Reading starts at home: Early home literacy practices predict bilingual children’s reading development in Mother Tongue


Thematic Section: Mother tongue in English-prevalent communities: Perceptions, practices, and outcomes

mother-tongue, attitudes, practices, language mixing, home literacy

Fun Lau, Division of Linguistics and Multilingual Studies, School of Humanities, Nanyang Technological University, Singapore
Wendy Toh, Division of Linguistics and Multilingual Studies, School of Humanities, Nanyang Technological University, Singapore
 
In the past decade, the shift in home language choice from Mandarin Chinese to English has sparked concerns of declining Chinese proficiency among the younger generation in Singapore.
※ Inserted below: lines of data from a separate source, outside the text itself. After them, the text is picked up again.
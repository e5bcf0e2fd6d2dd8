//! Dispatch core: registry, bus and bootstrap wiring.
//!
//! Internal modules:
//! - [`registry`]: event identity → singleton handlers and scoped handler types;
//! - [`bus`]: publishing, strict consumption, `bind` subscriptions;
//! - [`dispatcher`]: per-`bind` task reading the broadcast stream;
//! - [`registrar`]: applies handler declarations to a registry;
//! - [`builder`]: wires declarations, container and publisher into a bus.

mod builder;
mod bus;
mod dispatcher;
mod registrar;
mod registry;

pub use builder::EventBusBuilder;
pub use bus::{CallOptions, EventBus, Subscription};
pub use registrar::{HandlerDeclaration, HandlerScope, Registrar};
pub use registry::HandlerRegistry;
//! # Stream-forwarding publisher.
//!
//! [`StreamPublisher`] puts published events on an [`EventStream`], so dispatchers
//! created by [`EventBus::bind`](crate::EventBus::bind) see them. Wire it with
//! [`EventBusBuilder::with_stream_publisher`](crate::EventBusBuilder::with_stream_publisher).

use async_trait::async_trait;

use crate::error::PublishError;
use crate::events::{EventRef, EventStream};
use crate::publishers::Publisher;

/// Publisher that forwards onto a bus's internal broadcast stream.
///
/// Never fails: an event with no live dispatcher is dropped, like any other emit.
#[derive(Clone, Debug)]
pub struct StreamPublisher {
    stream: EventStream,
}

impl StreamPublisher {
    /// Creates a publisher emitting on `stream`.
    pub fn new(stream: EventStream) -> Self {
        Self { stream }
    }
}

#[async_trait]
impl Publisher for StreamPublisher {
    async fn publish(&self, event: EventRef) -> Result<(), PublishError> {
        let receivers = self.stream.emit(event);
        tracing::trace!(receivers, "event forwarded to stream");
        Ok(())
    }

    async fn publish_all(&self, events: Vec<EventRef>) -> Result<(), PublishError> {
        for event in events {
            self.stream.emit(event);
        }
        Ok(())
    }

    fn name(&self) -> &str {
        "stream"
    }
}
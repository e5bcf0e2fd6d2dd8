//! # Handler registry: event identity → handlers.
//!
//! Maps each [`EventKey`] to the handlers registered for it:
//! - **singletons**: shared instances, reused by every call;
//! - **scoped types**: descriptors resolved through the [`Container`] on every call.
//!
//! ## Architecture
//! ```text
//! bootstrap (&mut)                          runtime (Arc, read-only)
//!   add_handler(key, h) ─────┐
//!   add_scoped_handler_type ─┼──► entries ──► resolve(event, ctx)
//!   add_signature(sig) ──────┘                  ├─► singletons[..]
//!                                               └─► Container::resolve(ty, ctx) for each scoped type
//! ```
//!
//! ## Rules
//! - Resolution order is `[singletons..., scoped...]`, each group in registration order.
//! - Re-adding the same instance (pointer identity) or the same handler type is a no-op.
//! - Entries are never removed.
//! - Signatures are appended unconditionally and never used for routing.

use std::collections::HashMap;
use std::fmt;
use std::sync::Arc;

use futures::future::try_join_all;

use crate::error::ResolutionError;
use crate::events::{Event, EventKey};
use crate::handlers::{
    same_instance, ConstructorContainer, Container, Context, HandlerRef, HandlerSignature,
    ScopedHandlerType,
};

#[derive(Default)]
struct Entry {
    singletons: Vec<HandlerRef>,
    scoped: Vec<ScopedHandlerType>,
}

/// Registry of event handlers.
///
/// Built with `&mut self` during bootstrap, then shared behind an `Arc` by the bus and
/// its dispatchers.
pub struct HandlerRegistry {
    entries: HashMap<EventKey, Entry>,
    signatures: Vec<HandlerSignature>,
    container: Arc<dyn Container>,
}

impl HandlerRegistry {
    /// Creates an empty registry using [`ConstructorContainer`] for scoped handlers.
    pub fn new() -> Self {
        Self {
            entries: HashMap::new(),
            signatures: Vec::new(),
            container: Arc::new(ConstructorContainer),
        }
    }

    /// Replaces the container used to build scoped handlers.
    #[must_use]
    pub fn with_container(mut self, container: Arc<dyn Container>) -> Self {
        self.container = container;
        self
    }

    /// Registers a handler instance for `key`.
    ///
    /// Inserting an instance already present for `key` does nothing.
    pub fn add_handler(&mut self, key: EventKey, handler: HandlerRef) {
        let entry = self.entries.entry(key).or_default();
        if entry.singletons.iter().any(|h| same_instance(h, &handler)) {
            tracing::trace!(event = %key, handler = handler.name(), "handler already registered");
            return;
        }
        tracing::debug!(event = %key, handler = handler.name(), "handler registered");
        entry.singletons.push(handler);
    }

    /// Registers a handler instance for the event type `E`.
    pub fn add_handler_for<E: Event>(&mut self, handler: HandlerRef) {
        self.add_handler(EventKey::of::<E>(), handler);
    }

    /// Registers a scoped handler type for `key`.
    ///
    /// Inserting a type already present for `key` does nothing.
    pub fn add_scoped_handler_type(&mut self, key: EventKey, handler_type: ScopedHandlerType) {
        let entry = self.entries.entry(key).or_default();
        if entry.scoped.contains(&handler_type) {
            tracing::trace!(event = %key, handler = handler_type.name(), "scoped handler already registered");
            return;
        }
        tracing::debug!(event = %key, handler = handler_type.name(), "scoped handler registered");
        entry.scoped.push(handler_type);
    }

    /// Registers a scoped handler type for the event type `E`.
    pub fn add_scoped_handler_type_for<E: Event>(&mut self, handler_type: ScopedHandlerType) {
        self.add_scoped_handler_type(EventKey::of::<E>(), handler_type);
    }

    /// Appends a signature to the registration log.
    pub fn add_signature(&mut self, signature: HandlerSignature) {
        self.signatures.push(signature);
    }

    /// Registration log, in registration order.
    pub fn signatures(&self) -> &[HandlerSignature] {
        &self.signatures
    }

    /// Routing key of an event value.
    #[inline]
    pub fn event_key_of(&self, event: &dyn Event) -> EventKey {
        EventKey::of_event(event)
    }

    /// Number of handlers (singletons and scoped types) registered for `key`.
    pub fn handler_count(&self, key: &EventKey) -> usize {
        self.entries
            .get(key)
            .map_or(0, |e| e.singletons.len() + e.scoped.len())
    }

    /// Keys that have at least one registration.
    pub fn keys(&self) -> impl Iterator<Item = EventKey> + '_ {
        self.entries.keys().copied()
    }

    /// Returns `true` if nothing was registered.
    pub fn is_empty(&self) -> bool {
        self.entries.is_empty()
    }

    /// Resolves the handlers for `event`.
    ///
    /// Scoped handlers are built by the container with `context`; they may be built
    /// concurrently but keep registration order. The first container failure is
    /// returned unmodified.
    pub async fn resolve(
        &self,
        event: &dyn Event,
        context: Option<&Context>,
    ) -> Result<Vec<HandlerRef>, ResolutionError> {
        let key = EventKey::of_event(event);
        let Some(entry) = self.entries.get(&key) else {
            tracing::debug!(event = %key, "no handlers registered");
            return Ok(Vec::new());
        };

        if entry.scoped.is_empty() {
            return Ok(entry.singletons.clone());
        }

        let container = &self.container;
        let scoped = try_join_all(
            entry
                .scoped
                .iter()
                .map(|ty| container.resolve(ty, context)),
        )
        .await?;

        let mut handlers = Vec::with_capacity(entry.singletons.len() + scoped.len());
        handlers.extend(entry.singletons.iter().cloned());
        handlers.extend(scoped);
        tracing::debug!(event = %key, handlers = handlers.len(), "handlers resolved");
        Ok(handlers)
    }
}

impl Default for HandlerRegistry {
    fn default() -> Self {
        Self::new()
    }
}

impl fmt::Debug for HandlerRegistry {
    fn fmt(&self, f: &mut fmt::Formatter<'_>) -> fmt::Result {
        f.debug_struct("HandlerRegistry")
            .field("events", &self.entries.len())
            .field("signatures", &self.signatures.len())
            .finish_non_exhaustive()
    }
}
To address this, we conducted a study to examine how specific aspects of home language and literacy practices predicted Singaporean bilingual English-Chinese children’s emergent literacy skills in Chinese. We report here data from forty-nine Primary 1 (aged 6-7) children and their parents. Parents filled up a questionnaire asking about SES factors, home language environment (e.g., languages that the child hear and speak), and home literacy practices (e.g., reading and writing routines). Children’s emergent literacy skills in Chinese were measured with a radical awareness task which assessed their knowledge about the functions of semantic and phonetic radicals, as well as their sensitivity towards positional constraints of radicals. Correlational analyses revealed that children’s radical awareness was significantly related to various SES factors and various home literacy practices, such as the age at which the child starts to read both English and Chinese books, and frequency of visits to the library. Other home language and literacy practices such as amount of mother tongue input from family members and total number of books owned by the child did not significantly correlate with the children’s radical awareness. Regression analyses showed after accounting for effects of SES, home Chinese literacy practices, specifically the age at which the child starts to read Chinese books, best predicted children’s radical awareness. Our findings highlight the importance of introducing mother tongue reading materials to children from a young age and demonstrate the crucial role that early parental home literacy decisions play in predicting literacy development in a L2/heritage language.